• _Problem requirements_: Report every line of the records below that includes the string "matches".

• _Data provided_:

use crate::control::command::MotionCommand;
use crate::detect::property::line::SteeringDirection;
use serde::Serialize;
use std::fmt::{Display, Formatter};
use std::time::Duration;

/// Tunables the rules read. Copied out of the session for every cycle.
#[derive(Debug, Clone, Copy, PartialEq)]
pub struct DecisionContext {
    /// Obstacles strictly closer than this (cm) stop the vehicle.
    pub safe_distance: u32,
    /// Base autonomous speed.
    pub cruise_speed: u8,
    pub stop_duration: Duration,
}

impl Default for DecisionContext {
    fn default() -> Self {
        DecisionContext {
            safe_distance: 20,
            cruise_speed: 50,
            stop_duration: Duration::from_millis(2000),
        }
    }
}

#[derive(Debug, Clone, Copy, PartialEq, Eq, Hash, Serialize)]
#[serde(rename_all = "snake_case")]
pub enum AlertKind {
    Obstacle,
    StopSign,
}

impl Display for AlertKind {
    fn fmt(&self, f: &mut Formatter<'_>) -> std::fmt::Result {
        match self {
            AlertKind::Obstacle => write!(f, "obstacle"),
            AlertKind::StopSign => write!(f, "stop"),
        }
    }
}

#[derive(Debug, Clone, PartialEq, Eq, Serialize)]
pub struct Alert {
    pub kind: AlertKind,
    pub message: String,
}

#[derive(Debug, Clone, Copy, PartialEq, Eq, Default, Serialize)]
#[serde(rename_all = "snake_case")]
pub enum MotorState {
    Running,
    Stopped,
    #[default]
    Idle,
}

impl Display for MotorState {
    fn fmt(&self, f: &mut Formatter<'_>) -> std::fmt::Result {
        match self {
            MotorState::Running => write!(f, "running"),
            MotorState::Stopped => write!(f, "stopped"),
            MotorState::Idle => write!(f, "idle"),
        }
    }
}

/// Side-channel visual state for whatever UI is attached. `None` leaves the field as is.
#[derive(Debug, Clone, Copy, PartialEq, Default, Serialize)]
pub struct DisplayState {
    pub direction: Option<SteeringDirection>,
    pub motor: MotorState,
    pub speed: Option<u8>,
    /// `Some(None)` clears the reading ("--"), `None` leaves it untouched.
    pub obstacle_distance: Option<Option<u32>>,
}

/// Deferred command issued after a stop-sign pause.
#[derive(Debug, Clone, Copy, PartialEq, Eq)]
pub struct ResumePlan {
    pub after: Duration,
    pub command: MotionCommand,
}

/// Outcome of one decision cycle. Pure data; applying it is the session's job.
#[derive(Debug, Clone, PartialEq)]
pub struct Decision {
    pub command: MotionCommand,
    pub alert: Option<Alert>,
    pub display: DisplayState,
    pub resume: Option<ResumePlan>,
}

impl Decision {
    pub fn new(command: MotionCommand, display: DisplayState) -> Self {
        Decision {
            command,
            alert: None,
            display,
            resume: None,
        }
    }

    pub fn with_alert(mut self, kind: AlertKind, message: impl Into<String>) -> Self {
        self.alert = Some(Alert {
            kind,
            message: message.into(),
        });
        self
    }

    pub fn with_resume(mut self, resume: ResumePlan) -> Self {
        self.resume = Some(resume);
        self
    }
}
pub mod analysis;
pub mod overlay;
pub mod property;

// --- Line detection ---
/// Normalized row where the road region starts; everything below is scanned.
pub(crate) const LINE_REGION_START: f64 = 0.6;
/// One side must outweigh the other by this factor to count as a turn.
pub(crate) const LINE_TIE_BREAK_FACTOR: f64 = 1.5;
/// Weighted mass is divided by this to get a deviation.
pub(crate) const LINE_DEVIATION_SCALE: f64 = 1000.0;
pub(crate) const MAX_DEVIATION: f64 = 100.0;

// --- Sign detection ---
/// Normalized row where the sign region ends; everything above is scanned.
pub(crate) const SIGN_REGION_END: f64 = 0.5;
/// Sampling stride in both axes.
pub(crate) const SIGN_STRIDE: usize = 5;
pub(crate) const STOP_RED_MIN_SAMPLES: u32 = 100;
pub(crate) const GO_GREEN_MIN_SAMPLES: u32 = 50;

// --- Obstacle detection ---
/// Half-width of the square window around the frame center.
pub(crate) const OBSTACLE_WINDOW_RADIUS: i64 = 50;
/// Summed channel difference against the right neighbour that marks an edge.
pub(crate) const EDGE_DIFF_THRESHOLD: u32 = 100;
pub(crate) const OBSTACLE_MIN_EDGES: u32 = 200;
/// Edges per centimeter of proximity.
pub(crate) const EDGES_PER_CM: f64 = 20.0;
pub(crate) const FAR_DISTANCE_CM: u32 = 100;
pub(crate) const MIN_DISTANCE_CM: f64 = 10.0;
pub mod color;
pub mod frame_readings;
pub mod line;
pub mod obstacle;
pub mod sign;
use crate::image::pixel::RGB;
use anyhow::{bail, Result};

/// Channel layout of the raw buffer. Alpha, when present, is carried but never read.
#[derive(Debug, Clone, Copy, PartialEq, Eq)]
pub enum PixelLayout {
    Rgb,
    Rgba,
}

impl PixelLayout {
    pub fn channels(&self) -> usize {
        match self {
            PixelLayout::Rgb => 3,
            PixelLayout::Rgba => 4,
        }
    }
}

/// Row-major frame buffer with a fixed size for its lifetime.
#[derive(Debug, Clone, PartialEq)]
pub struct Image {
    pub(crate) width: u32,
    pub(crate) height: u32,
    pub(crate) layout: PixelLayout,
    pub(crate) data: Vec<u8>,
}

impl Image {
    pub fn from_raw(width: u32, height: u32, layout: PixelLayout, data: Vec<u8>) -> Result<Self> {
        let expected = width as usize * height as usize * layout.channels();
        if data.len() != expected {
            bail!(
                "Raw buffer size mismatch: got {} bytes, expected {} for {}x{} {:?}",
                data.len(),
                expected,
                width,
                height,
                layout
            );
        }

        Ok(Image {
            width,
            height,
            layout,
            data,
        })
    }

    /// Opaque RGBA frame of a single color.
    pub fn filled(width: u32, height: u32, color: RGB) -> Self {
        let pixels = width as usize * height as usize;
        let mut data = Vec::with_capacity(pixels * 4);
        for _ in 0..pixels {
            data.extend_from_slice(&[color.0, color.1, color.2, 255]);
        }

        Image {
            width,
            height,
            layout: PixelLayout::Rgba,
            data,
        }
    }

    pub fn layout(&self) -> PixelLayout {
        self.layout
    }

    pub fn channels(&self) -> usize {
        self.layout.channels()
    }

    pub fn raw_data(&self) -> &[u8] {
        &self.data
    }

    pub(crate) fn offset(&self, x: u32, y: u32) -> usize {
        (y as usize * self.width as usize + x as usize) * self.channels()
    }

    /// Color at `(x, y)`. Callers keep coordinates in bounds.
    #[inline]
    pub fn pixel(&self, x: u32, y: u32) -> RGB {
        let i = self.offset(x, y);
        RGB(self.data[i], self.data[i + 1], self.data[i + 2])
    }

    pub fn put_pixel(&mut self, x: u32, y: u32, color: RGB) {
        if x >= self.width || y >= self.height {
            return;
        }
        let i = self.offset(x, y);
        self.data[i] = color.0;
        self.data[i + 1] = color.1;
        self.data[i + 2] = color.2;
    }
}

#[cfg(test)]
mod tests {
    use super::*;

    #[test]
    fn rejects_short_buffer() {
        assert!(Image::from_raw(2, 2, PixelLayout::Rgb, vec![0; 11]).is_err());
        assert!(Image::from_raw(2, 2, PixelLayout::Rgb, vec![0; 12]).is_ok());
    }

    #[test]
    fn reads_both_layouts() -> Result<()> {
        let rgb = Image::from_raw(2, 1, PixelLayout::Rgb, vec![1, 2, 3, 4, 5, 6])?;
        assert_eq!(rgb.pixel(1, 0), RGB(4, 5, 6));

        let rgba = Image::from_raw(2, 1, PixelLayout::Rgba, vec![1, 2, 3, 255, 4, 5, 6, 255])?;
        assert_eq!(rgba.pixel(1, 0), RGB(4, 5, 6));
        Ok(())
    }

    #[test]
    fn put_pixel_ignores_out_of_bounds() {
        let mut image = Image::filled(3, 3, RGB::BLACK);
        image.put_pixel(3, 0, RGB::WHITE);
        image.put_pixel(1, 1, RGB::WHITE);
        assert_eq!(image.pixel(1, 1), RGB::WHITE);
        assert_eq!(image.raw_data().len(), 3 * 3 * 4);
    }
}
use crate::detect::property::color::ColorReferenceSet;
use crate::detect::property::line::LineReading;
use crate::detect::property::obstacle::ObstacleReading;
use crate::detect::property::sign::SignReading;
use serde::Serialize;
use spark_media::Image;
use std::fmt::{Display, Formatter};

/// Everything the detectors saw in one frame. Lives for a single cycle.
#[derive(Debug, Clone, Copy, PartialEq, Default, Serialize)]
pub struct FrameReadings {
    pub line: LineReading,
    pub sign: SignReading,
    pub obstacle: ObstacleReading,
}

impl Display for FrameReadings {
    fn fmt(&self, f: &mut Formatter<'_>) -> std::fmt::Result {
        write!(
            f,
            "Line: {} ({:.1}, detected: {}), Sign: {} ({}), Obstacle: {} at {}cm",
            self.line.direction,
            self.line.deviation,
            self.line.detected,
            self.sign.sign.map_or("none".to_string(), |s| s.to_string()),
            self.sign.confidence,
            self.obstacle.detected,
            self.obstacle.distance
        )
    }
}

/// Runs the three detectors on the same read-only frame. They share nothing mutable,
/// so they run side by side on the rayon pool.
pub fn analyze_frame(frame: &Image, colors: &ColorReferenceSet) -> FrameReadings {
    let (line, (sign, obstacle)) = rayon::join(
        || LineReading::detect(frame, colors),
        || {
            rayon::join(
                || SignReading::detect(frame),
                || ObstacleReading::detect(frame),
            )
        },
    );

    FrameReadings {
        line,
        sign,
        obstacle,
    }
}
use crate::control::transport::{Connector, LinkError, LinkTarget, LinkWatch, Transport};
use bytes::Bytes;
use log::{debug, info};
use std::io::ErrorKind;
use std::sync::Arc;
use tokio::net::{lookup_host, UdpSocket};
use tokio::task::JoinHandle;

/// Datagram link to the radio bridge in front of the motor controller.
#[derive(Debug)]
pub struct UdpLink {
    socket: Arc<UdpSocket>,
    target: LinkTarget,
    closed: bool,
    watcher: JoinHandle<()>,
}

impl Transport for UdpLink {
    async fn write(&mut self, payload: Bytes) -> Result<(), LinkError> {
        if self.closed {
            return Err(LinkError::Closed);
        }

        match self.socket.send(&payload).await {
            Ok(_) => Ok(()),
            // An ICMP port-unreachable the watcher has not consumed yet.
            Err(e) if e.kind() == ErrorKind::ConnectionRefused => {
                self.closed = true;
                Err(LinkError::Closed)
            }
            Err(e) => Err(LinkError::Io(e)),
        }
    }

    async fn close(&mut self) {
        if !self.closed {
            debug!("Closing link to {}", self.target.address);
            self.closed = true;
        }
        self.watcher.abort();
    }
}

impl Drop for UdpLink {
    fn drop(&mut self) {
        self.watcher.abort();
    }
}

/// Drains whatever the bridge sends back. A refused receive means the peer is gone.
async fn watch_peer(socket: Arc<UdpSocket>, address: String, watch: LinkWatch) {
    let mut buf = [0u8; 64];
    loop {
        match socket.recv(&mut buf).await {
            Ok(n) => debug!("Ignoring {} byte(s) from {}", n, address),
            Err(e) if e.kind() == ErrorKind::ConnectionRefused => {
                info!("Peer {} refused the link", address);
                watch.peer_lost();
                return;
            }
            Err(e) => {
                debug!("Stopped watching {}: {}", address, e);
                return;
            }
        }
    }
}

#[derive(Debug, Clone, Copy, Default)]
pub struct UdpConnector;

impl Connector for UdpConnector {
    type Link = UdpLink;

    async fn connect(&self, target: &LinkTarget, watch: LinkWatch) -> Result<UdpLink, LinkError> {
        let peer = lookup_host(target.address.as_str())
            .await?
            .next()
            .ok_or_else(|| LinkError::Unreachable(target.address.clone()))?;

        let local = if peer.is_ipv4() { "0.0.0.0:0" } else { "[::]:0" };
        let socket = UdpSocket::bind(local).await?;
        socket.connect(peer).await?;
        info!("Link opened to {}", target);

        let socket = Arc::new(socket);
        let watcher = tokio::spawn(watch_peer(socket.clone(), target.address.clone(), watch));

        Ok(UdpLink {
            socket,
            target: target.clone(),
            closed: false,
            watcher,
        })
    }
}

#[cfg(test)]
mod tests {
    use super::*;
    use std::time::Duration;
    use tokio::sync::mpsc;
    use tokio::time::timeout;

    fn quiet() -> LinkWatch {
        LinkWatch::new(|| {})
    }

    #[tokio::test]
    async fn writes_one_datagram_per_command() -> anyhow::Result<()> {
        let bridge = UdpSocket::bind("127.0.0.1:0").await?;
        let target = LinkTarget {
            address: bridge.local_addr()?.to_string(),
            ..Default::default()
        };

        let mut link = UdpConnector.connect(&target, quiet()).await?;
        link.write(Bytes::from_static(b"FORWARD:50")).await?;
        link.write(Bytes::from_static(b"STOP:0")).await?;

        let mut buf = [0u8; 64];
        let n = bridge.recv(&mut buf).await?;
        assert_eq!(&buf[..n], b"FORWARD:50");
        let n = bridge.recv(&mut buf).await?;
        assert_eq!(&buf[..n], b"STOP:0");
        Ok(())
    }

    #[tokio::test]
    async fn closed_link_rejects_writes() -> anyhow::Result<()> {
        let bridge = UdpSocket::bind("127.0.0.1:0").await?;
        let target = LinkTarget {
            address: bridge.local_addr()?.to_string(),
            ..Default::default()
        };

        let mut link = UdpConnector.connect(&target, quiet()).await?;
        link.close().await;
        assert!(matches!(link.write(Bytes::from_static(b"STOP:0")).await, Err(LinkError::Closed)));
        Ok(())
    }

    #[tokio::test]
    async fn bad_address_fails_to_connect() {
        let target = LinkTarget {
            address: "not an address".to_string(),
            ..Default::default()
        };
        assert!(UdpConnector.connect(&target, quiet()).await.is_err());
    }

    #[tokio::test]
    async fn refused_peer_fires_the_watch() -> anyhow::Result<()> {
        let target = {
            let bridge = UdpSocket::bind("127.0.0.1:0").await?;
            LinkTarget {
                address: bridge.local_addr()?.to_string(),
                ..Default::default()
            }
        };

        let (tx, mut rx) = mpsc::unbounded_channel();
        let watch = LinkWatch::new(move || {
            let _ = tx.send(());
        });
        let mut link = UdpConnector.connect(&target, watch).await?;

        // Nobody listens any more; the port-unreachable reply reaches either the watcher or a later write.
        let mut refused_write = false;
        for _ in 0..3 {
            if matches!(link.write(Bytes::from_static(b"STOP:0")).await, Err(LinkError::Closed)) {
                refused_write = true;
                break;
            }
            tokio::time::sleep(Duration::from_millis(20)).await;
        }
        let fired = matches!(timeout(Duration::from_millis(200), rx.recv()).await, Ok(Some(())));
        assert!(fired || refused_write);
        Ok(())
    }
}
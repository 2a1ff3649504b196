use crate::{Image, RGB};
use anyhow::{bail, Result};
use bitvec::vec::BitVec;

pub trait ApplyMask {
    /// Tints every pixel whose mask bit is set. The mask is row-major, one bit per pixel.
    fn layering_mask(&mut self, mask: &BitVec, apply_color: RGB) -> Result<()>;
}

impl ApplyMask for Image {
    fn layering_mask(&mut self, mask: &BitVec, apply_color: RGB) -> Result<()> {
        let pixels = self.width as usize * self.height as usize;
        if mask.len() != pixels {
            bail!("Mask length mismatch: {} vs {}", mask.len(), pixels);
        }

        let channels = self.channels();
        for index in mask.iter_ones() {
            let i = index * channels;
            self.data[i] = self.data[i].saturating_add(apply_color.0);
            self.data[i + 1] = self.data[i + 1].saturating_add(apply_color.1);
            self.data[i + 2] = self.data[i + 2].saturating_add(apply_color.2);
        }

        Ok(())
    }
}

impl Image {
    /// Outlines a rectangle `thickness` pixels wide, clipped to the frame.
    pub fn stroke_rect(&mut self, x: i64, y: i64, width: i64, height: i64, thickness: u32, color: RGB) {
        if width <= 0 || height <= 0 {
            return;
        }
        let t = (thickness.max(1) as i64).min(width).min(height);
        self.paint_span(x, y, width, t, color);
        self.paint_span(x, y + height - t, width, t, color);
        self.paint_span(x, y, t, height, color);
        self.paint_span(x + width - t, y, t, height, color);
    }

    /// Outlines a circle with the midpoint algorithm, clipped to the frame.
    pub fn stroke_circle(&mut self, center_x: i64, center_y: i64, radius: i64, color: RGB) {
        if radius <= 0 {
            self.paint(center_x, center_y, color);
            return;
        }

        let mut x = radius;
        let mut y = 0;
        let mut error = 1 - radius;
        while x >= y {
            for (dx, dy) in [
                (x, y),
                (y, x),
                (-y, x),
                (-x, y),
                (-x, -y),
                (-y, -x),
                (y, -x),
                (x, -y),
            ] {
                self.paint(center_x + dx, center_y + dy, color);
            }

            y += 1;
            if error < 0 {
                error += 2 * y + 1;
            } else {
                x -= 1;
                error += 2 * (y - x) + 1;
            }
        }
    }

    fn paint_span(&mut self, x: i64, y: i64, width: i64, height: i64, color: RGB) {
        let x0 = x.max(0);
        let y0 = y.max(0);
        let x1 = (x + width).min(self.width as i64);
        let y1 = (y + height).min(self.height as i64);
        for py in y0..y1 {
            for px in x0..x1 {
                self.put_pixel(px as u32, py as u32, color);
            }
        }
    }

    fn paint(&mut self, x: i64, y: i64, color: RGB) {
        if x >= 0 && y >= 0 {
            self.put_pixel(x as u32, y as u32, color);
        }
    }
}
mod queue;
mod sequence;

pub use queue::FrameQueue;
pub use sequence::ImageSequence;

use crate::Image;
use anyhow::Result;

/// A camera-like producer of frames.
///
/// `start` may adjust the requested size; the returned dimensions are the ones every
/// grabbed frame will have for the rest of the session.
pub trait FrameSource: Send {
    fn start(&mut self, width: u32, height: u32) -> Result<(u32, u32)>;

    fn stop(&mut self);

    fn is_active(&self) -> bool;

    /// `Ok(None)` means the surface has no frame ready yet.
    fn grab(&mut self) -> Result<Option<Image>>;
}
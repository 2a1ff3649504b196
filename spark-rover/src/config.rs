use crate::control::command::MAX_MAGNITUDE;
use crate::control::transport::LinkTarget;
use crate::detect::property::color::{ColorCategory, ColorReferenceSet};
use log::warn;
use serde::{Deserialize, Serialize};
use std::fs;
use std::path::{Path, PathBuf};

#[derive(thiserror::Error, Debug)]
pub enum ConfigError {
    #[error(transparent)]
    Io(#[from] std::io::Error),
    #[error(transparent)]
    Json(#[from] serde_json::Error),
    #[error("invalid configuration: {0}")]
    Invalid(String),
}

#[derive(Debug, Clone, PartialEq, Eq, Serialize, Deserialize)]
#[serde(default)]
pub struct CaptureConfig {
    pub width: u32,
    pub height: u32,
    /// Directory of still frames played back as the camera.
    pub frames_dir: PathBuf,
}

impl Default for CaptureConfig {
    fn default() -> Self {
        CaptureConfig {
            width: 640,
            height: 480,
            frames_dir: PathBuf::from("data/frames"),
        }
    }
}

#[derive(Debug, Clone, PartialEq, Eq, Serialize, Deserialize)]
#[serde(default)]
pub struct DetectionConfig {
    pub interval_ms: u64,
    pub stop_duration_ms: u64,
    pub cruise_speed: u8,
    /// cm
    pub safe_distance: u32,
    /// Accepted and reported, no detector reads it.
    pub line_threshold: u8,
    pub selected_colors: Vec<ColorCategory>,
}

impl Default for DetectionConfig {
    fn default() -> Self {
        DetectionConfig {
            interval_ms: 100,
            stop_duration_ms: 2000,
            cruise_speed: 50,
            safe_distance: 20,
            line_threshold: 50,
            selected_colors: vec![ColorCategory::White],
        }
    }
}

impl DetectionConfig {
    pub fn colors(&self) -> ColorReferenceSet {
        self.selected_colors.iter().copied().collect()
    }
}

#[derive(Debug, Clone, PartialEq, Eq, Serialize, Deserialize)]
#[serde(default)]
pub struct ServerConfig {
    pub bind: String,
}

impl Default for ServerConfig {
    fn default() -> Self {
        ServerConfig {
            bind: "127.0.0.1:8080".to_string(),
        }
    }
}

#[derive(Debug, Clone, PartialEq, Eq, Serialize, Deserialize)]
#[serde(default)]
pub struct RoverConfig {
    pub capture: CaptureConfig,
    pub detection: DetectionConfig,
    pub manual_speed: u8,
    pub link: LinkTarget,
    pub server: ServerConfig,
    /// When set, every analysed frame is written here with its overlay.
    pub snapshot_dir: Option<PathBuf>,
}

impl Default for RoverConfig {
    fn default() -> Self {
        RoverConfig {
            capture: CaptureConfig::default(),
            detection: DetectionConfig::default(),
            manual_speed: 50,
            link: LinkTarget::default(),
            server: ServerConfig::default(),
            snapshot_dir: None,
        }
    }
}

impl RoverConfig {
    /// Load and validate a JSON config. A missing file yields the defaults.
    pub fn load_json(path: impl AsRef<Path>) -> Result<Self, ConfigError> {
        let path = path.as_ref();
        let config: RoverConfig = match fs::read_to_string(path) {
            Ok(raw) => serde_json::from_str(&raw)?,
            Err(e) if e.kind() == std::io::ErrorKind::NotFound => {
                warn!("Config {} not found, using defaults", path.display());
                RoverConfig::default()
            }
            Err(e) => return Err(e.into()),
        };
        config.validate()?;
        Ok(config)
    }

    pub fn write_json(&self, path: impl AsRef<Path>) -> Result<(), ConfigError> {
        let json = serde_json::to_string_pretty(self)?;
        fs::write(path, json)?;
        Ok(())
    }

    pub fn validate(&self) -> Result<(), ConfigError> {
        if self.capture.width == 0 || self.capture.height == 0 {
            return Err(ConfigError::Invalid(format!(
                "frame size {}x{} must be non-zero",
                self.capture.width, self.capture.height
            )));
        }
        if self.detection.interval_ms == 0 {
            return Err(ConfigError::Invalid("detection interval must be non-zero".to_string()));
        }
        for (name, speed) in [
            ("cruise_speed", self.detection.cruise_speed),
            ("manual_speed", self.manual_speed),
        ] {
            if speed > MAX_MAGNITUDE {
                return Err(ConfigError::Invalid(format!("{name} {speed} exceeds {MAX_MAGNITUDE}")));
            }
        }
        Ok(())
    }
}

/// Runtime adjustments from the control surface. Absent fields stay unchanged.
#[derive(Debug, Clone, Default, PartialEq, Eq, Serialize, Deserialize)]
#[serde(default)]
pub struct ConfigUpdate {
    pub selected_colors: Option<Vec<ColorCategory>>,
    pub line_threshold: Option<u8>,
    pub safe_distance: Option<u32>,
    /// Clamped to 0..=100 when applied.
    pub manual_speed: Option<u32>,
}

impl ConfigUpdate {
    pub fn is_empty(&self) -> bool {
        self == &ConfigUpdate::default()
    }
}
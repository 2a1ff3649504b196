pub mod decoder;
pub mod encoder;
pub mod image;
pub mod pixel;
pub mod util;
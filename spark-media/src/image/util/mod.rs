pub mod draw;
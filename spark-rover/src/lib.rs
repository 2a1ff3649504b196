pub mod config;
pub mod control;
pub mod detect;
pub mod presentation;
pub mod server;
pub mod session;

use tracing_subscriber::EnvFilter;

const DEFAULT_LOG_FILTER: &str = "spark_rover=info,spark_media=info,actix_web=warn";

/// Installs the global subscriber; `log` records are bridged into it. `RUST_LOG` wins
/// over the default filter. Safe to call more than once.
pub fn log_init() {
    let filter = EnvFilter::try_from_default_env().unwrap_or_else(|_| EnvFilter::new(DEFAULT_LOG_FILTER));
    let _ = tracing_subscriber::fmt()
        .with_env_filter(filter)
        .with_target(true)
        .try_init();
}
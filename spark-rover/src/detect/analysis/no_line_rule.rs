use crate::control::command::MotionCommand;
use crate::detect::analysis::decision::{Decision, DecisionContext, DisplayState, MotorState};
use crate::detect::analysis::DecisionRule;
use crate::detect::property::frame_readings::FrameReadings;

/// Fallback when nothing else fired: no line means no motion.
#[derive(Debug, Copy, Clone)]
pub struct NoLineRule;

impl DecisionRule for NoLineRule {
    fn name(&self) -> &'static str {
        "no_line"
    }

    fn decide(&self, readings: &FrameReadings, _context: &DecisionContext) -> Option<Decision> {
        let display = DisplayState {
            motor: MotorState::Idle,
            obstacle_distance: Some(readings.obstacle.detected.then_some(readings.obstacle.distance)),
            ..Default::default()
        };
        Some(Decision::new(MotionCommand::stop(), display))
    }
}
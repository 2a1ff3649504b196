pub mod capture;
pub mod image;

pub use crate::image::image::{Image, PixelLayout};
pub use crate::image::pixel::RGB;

• _Solution_:
        assert!(matches!(link.write(Bytes::from_static(b"STOP:0")).await, Err(LinkError::Closed)));
            if matches!(link.write(Bytes::from_static(b"STOP:0")).await, Err(LinkError::Closed)) {
        let fired = matches!(timeout(Duration::from_millis(200), rx.recv()).await, Ok(Some(())));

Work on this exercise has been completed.